* SUPPLIED MATERIAL
▼▼▼

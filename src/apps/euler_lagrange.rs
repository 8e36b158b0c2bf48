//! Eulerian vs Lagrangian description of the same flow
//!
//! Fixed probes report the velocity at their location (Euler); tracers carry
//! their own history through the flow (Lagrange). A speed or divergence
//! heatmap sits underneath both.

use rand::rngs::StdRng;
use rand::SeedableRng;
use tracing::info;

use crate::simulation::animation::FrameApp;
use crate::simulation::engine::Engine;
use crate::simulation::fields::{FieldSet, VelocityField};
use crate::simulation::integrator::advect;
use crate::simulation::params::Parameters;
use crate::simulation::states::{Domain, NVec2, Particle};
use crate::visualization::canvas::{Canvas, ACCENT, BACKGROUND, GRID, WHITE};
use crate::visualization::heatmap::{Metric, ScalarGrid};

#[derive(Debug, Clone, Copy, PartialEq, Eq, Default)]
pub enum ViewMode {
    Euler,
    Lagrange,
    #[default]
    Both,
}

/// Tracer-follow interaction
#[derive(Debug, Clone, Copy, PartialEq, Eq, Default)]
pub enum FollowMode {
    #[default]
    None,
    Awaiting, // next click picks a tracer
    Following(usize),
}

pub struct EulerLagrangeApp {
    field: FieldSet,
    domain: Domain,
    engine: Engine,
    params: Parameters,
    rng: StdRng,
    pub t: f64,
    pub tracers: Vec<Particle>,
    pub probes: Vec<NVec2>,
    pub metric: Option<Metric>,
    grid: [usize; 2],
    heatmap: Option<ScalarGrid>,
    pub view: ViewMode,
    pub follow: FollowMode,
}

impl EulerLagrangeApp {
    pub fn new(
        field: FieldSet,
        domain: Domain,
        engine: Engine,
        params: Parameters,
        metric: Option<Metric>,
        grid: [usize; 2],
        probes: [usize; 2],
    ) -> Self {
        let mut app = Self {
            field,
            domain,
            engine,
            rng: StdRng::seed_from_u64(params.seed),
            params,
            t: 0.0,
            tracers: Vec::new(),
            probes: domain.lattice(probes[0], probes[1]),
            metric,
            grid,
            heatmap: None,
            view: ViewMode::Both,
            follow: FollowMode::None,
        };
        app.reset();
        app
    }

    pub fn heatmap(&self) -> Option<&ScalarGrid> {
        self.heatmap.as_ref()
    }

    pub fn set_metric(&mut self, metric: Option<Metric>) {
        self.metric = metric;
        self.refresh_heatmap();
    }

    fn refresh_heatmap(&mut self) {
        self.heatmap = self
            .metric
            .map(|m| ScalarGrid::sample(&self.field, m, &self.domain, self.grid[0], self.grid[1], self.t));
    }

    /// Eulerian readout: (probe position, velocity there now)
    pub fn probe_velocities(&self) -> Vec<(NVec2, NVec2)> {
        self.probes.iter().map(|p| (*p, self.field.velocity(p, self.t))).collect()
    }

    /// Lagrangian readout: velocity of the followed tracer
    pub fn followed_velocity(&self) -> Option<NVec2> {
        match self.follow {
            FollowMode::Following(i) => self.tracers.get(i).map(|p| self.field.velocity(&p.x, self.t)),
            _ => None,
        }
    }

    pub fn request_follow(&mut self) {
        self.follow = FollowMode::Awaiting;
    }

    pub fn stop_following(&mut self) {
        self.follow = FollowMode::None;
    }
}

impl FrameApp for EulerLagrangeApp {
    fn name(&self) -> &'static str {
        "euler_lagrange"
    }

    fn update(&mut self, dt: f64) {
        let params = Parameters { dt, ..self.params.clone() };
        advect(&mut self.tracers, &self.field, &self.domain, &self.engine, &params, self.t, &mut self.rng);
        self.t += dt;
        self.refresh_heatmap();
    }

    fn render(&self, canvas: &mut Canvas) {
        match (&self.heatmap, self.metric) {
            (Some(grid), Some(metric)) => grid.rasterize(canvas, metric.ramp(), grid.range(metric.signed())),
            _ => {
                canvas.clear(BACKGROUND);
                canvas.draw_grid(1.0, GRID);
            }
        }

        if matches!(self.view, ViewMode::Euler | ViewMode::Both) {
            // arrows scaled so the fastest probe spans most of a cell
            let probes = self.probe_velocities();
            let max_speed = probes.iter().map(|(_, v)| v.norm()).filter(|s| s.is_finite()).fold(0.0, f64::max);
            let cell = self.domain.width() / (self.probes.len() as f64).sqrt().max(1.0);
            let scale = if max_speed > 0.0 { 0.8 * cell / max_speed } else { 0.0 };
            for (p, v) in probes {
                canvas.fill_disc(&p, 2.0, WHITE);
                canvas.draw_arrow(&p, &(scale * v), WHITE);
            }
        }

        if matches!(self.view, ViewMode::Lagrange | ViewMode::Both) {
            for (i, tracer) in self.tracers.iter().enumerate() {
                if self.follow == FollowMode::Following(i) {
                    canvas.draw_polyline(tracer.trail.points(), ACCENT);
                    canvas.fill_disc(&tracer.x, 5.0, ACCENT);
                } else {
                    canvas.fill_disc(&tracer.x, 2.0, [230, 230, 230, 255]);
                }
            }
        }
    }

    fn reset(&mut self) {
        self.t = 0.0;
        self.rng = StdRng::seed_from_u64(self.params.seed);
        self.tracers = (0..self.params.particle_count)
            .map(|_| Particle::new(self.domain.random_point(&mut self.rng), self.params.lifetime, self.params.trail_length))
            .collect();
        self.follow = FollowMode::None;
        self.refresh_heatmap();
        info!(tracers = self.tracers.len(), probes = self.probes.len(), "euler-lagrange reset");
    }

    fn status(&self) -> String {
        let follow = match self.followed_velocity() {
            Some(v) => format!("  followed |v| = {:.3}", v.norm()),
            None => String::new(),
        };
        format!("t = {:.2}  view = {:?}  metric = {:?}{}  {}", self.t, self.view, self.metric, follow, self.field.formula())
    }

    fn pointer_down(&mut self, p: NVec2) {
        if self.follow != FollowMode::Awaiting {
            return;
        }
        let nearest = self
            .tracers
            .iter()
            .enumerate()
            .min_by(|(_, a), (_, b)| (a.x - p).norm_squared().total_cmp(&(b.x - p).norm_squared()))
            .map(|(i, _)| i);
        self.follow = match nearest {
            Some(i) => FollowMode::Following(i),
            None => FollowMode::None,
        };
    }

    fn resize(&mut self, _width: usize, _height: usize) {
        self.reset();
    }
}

▲▲▲

* TASK DESCRIPTION
Which lines above hold the word "WHITE"? Copy each of them.

* RESPONSE AREA
use crate::visualization::canvas::{Canvas, ACCENT, BACKGROUND, GRID, WHITE};
                canvas.fill_disc(&p, 2.0, WHITE);
                canvas.draw_arrow(&p, &(scale * v), WHITE);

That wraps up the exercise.